Repeat exactly the lines of the listing below, please, starting with the first and ending with the line containing "Two exceptions: native"; leave out the rest.

--------------------

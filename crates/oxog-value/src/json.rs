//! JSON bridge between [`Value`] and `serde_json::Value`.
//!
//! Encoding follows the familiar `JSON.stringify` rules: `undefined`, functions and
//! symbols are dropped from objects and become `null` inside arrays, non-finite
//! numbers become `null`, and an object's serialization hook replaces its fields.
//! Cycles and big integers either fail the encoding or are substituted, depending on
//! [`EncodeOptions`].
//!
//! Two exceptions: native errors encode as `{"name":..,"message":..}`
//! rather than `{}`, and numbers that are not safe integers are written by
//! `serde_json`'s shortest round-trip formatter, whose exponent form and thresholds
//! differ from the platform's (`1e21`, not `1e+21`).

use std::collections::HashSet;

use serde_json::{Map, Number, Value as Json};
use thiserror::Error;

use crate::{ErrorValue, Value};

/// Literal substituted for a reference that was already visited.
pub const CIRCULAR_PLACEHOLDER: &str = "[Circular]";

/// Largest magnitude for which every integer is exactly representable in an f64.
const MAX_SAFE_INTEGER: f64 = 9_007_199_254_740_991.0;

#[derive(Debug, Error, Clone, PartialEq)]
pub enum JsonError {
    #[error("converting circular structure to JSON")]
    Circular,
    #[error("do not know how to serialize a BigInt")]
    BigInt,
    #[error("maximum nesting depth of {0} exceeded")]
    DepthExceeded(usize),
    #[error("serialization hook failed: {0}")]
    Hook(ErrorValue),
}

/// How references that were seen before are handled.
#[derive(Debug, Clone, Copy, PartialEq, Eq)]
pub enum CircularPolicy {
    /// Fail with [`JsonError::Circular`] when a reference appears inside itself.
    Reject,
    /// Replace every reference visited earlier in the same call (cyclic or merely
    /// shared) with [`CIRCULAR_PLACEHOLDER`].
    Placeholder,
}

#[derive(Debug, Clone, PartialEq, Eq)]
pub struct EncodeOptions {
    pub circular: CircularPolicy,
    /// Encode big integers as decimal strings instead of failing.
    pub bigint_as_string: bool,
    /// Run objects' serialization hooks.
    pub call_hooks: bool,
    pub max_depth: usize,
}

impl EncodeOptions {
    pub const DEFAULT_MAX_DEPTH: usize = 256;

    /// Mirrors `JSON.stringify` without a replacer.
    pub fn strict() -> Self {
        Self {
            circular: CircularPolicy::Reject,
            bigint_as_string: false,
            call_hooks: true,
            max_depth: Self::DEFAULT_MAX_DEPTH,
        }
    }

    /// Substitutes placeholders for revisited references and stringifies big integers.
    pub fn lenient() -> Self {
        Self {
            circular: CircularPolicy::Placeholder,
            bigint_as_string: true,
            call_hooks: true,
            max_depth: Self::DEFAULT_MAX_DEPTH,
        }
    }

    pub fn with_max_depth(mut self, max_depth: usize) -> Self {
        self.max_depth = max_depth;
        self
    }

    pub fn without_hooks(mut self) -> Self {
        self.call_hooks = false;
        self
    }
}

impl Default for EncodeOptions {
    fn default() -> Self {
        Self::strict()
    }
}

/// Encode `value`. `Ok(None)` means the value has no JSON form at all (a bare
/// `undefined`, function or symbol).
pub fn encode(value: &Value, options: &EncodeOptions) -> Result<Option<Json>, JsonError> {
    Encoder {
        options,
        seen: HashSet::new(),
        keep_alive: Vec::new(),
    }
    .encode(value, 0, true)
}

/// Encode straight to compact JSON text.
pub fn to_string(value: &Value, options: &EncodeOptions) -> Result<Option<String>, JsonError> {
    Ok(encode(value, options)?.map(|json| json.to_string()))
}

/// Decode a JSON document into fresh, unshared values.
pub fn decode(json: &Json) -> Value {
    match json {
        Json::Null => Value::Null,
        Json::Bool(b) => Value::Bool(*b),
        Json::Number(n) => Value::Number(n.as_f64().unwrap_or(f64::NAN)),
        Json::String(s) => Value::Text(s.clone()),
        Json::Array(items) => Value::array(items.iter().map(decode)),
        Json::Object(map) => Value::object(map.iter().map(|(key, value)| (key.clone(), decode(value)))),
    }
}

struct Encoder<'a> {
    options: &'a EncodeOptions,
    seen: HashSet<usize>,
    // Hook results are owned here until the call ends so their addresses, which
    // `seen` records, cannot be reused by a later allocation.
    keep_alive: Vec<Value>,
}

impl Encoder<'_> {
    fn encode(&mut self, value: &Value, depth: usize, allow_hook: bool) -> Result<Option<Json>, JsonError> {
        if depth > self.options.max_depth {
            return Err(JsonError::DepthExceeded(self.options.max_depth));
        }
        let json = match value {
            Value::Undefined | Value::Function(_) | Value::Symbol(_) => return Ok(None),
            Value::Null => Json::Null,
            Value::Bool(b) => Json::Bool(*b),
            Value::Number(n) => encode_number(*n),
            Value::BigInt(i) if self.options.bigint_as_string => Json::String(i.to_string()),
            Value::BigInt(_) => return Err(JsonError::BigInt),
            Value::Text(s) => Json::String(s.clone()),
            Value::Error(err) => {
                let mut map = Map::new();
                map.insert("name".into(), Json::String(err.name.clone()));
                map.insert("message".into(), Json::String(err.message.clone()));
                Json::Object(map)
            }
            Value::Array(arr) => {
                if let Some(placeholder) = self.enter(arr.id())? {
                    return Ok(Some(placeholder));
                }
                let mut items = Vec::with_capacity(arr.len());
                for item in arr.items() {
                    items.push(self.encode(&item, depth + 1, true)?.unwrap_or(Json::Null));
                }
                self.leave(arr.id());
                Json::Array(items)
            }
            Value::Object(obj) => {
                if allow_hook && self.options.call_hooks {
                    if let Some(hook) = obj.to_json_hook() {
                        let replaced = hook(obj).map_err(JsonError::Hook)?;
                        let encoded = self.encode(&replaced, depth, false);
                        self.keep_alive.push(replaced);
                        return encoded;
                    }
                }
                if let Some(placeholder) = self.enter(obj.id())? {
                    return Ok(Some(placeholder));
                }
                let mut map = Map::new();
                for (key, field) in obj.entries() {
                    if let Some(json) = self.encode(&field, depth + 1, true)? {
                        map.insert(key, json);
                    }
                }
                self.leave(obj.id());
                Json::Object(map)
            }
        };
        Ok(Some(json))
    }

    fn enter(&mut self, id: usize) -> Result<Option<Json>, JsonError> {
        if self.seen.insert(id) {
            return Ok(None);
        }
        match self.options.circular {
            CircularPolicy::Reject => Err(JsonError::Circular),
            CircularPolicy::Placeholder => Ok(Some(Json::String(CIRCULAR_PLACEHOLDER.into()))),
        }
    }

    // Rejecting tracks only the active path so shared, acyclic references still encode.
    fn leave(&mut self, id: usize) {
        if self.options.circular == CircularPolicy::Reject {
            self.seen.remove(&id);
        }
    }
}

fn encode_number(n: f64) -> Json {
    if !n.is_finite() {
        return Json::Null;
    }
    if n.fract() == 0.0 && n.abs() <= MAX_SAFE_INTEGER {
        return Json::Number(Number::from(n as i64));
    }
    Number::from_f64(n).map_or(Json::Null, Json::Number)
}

--------------------

> **EXERCISE ANSWER**
filename crates/oxog-value/src/json.rs
//! JSON bridge between [`Value`] and `serde_json::Value`.
//!
//! Encoding follows the familiar `JSON.stringify` rules: `undefined`, functions and
//! symbols are dropped from objects and become `null` inside arrays, non-finite
//! numbers become `null`, and an object's serialization hook replaces its fields.
//! Cycles and big integers either fail the encoding or are substituted, depending on
//! [`EncodeOptions`].
//!
//! Two exceptions: native errors encode as `{"name":..,"message":..}`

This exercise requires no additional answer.